To be precise (in the spirit of this answer), consider a reflection in $\mathbb{R}^n$ that negates $x_n$ $$ A=\begin{bmatrix} 1&0&0&\dots&0\\ 0&1&0&\dots&0\\ 0&0&1&\dots&0\\ \vdots&\vdots&\vdots&\ddots&\vdots\\ 0&0&0&\dots&-1 \end{bmatrix} $$ This can be lifted to an isometry in $\mathbb{R}^{n+1}$ in two ways, as a reflection (determinant $=-1$) $$ B=\begin{bmatrix} 1&0&0&\dots&0&0\\ 0&1&0&\dots&0&0\\ 0&0&1&\dots&0&0\\ \vdots&\vdots&\vdots&\ddots&\vdots&\vdots\\ 0&0&0&\dots&-1&0\\ 0&0&0&\dots&0&1 \end{bmatrix} $$ or as a rotation of $\theta=\pi$ (determinant $=1$) $$ C=\begin{bmatrix} 1&0&0&\dots&0&0\\ 0&1&0&\dots&0&0\\ 0&0&1&\dots&0&0\\ \vdots&\vdots&\vdots&\ddots&\vdots&\vdots\\ 0&0&0&\dots&\cos(\theta)&-\sin(\theta)\\ 0&0&0&\dots&\sin(\theta)&\cos(\theta) \end{bmatrix} $$ Since this determinant is a continuous function and the determinant of an isometry is $\pm1$, we cannot get from the identity to $A$ or $B$ via rotations.

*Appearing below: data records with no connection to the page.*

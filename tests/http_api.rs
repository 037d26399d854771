use profile_manager_lib::client::controller::{ProfileController, ViewState};
use profile_manager_lib::client::{HttpProfileClient, ProfileApi};
use profile_manager_lib::config::{ClientConfig, ServerConfig};
use profile_manager_lib::errors::AppError;
use profile_manager_lib::models::{SkillInput, UpsertProfilePayload};
use profile_manager_lib::{open_service, serve_on};
use serde_json::{json, Value};
use tokio::net::TcpListener;
use tokio::sync::oneshot;

struct TestServer {
    base_url: String,
    shutdown: Option<oneshot::Sender<()>>,
    handle: tokio::task::JoinHandle<()>,
    _dir: tempfile::TempDir,
}

impl TestServer {
    async fn start() -> Self {
        let dir = tempfile::tempdir().expect("tempdir");
        let config = ServerConfig {
            bind: "127.0.0.1:0".to_string(),
            database_path: dir.path().join("profile.db"),
            log_dir: None,
        };
        let service = open_service(&config).expect("service");
        let listener = TcpListener::bind("127.0.0.1:0").await.expect("bind");
        let addr = listener.local_addr().expect("addr");
        let (tx, rx) = oneshot::channel::<()>();

        let handle = tokio::spawn(async move {
            serve_on(listener, service, async move {
                let _ = rx.await;
            })
            .await
            .expect("serve");
        });

        Self {
            base_url: format!("http://{}", addr),
            shutdown: Some(tx),
            handle,
            _dir: dir,
        }
    }

    fn api_url(&self) -> String {
        format!("{}/api", self.base_url)
    }

    fn client(&self) -> HttpProfileClient {
        HttpProfileClient::new(&ClientConfig {
            api_url: self.api_url(),
            timeout_ms: 5_000,
        })
        .expect("client")
    }

    async fn stop(mut self) {
        if let Some(tx) = self.shutdown.take() {
            let _ = tx.send(());
        }
        self.handle.await.expect("server task");
    }
}

fn payload(skills: Vec<SkillInput>) -> UpsertProfilePayload {
    UpsertProfilePayload {
        name: Some("Alex Johnson".to_string()),
        bio: Some("Full-stack developer".to_string()),
        profile_picture: Some("https://example.com/alex.png".to_string()),
        social_links: None,
        skills: Some(skills),
    }
}

fn new_skill(name: &str) -> SkillInput {
    SkillInput {
        id: None,
        name: name.to_string(),
        endorsements: None,
    }
}

#[tokio::test]
async fn profile_lifecycle_over_http() {
    let server = TestServer::start().await;
    let http = reqwest::Client::new();

    let health: Value = http
        .get(format!("{}/health", server.base_url))
        .send()
        .await
        .expect("health")
        .json()
        .await
        .expect("health body");
    assert_eq!(health["success"], json!(true));

    let missing = http
        .get(format!("{}/profile", server.api_url()))
        .send()
        .await
        .expect("get");
    assert_eq!(missing.status(), 404);
    let body: Value = missing.json().await.expect("body");
    assert_eq!(body, json!({ "success": false, "message": "Profile not found" }));

    let created = http
        .put(format!("{}/profile", server.api_url()))
        .json(&json!({
            "name": "Alex Johnson",
            "bio": "Full-stack developer",
            "profilePicture": "https://example.com/alex.png",
            "socialLinks": { "github": "https://github.com/alexjohnson" },
            "skills": [{ "name": "Rust" }, { "name": "Go", "endorsements": 2 }]
        }))
        .send()
        .await
        .expect("put");
    assert_eq!(created.status(), 200);
    let body: Value = created.json().await.expect("body");
    assert_eq!(body["success"], json!(true));
    assert_eq!(body["message"], json!("Profile updated successfully"));
    assert_eq!(body["data"]["socialLinks"]["github"], json!("https://github.com/alexjohnson"));
    assert_eq!(body["data"]["socialLinks"]["twitter"], json!(""));
    assert_eq!(body["data"]["skills"][1]["endorsements"], json!(2));
    let rust_id = body["data"]["skills"][0]["id"].as_str().expect("skill id").to_string();

    let endorsed = http
        .patch(format!("{}/profile/endorse/{}", server.api_url(), rust_id))
        .send()
        .await
        .expect("patch");
    assert_eq!(endorsed.status(), 200);
    let body: Value = endorsed.json().await.expect("body");
    assert_eq!(
        body,
        json!({
            "success": true,
            "data": { "skillId": rust_id, "name": "Rust", "endorsements": 1 },
            "message": "Skill endorsed successfully"
        })
    );

    let unknown = http
        .patch(format!("{}/profile/endorse/unknown", server.api_url()))
        .send()
        .await
        .expect("patch");
    assert_eq!(unknown.status(), 404);
    let body: Value = unknown.json().await.expect("body");
    assert_eq!(body["message"], json!("Skill not found"));

    server.stop().await;
}

#[tokio::test]
async fn invalid_updates_answer_400_with_envelope() {
    let server = TestServer::start().await;
    let http = reqwest::Client::new();

    let missing_bio = http
        .put(format!("{}/profile", server.api_url()))
        .json(&json!({ "name": "Alex", "profilePicture": "pic" }))
        .send()
        .await
        .expect("put");
    assert_eq!(missing_bio.status(), 400);
    let body: Value = missing_bio.json().await.expect("body");
    assert_eq!(
        body,
        json!({ "success": false, "message": "Please provide name, bio, and profile picture" })
    );

    let malformed = http
        .put(format!("{}/profile", server.api_url()))
        .header("content-type", "application/json")
        .body("{not json")
        .send()
        .await
        .expect("put");
    assert_eq!(malformed.status(), 400);
    let body: Value = malformed.json().await.expect("body");
    assert_eq!(body["success"], json!(false));

    let still_missing = http
        .get(format!("{}/profile", server.api_url()))
        .send()
        .await
        .expect("get");
    assert_eq!(still_missing.status(), 404);

    server.stop().await;
}

#[tokio::test]
async fn client_merge_and_repeated_endorsements() {
    let server = TestServer::start().await;
    let client = server.client();

    let err = client.fetch_profile().await.expect_err("no profile yet");
    assert!(matches!(err, AppError::NotFound(_)));

    let created = client
        .update_profile(payload(vec![new_skill("Go"), new_skill("Perl")]))
        .await
        .expect("create");
    let go_id = created.skills[0].id.clone();

    for _ in 0..10 {
        client.endorse_skill(&go_id).await.expect("endorse");
    }

    let updated = client
        .update_profile(payload(vec![
            SkillInput {
                id: Some(go_id.clone()),
                name: "Go".to_string(),
                endorsements: Some(0),
            },
            new_skill("Rust"),
        ]))
        .await
        .expect("update");
    assert_eq!(updated.id, created.id);
    assert_eq!(updated.skills.len(), 2);
    assert_eq!(updated.skill(&go_id).map(|skill| skill.endorsements), Some(10));
    assert_eq!(updated.skills[1].name, "Rust");
    assert_eq!(updated.skills[1].endorsements, 0);
    assert!(updated.skills.iter().all(|skill| skill.name != "Perl"));

    let fetched = client.fetch_profile().await.expect("fetch");
    assert_eq!(fetched.skills, updated.skills);
    assert_eq!(fetched.name, "Alex Johnson");

    let err = client.endorse_skill("nope").await.expect_err("unknown skill");
    assert!(matches!(err, AppError::NotFound(message) if message == "Skill not found"));

    server.stop().await;
}

#[tokio::test]
async fn controller_drives_a_live_server() {
    let server = TestServer::start().await;
    let client = server.client();
    let created = client
        .update_profile(payload(vec![new_skill("Rust")]))
        .await
        .expect("create");
    let rust_id = created.skills[0].id.clone();

    let mut controller = ProfileController::new(server.client());
    assert!(controller.load().await);
    assert!(controller.endorse(&rust_id).await);
    assert_eq!(
        controller.profile().and_then(|profile| profile.skill(&rust_id)).map(|skill| skill.endorsements),
        Some(1)
    );

    assert!(!controller.endorse("ghost").await);
    assert_eq!(controller.error(), Some("Skill not found"));
    assert_eq!(controller.state(), &ViewState::Ready);

    assert!(controller.begin_edit());
    if let Some(draft) = controller.draft_mut() {
        draft.add_skill("Go");
    }
    assert!(controller.submit_edit().await);
    let saved = controller.profile().expect("profile");
    assert_eq!(saved.skills.len(), 2);
    assert_eq!(saved.skill(&rust_id).map(|skill| skill.endorsements), Some(1));

    server.stop().await;
}

#[tokio::test]
async fn endorse_targets_skill_ids_with_reserved_characters() {
    let server = TestServer::start().await;
    let client = server.client();
    let skill = |id: &str, name: &str| SkillInput {
        id: Some(id.to_string()),
        name: name.to_string(),
        endorsements: Some(0),
    };
    client
        .update_profile(payload(vec![
            skill("x", "Plain"),
            skill("x#y/z", "Hash and slash"),
            skill("a/b", "Slash"),
        ]))
        .await
        .expect("create");

    let result = client.endorse_skill("x#y/z").await.expect("endorse");
    assert_eq!(result.skill_id, "x#y/z");
    assert_eq!(result.endorsements, 1);
    client.endorse_skill("a/b").await.expect("endorse");

    let fetched = client.fetch_profile().await.expect("fetch");
    let count = |id: &str| fetched.skill(id).map(|skill| skill.endorsements);
    assert_eq!(count("x"), Some(0));
    assert_eq!(count("x#y/z"), Some(1));
    assert_eq!(count("a/b"), Some(1));

    server.stop().await;
}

However, we can get to $C$ via rotation in $\mathbb{R}^{n+1}$, and the action of $C$ is indistinguishable from the action of $A$ as viewed within $\mathbb{R}^n$. Thus, chirality is lost when we add even one dimension.

Of course, you posted this answer, so perhaps I am misunderstanding your question.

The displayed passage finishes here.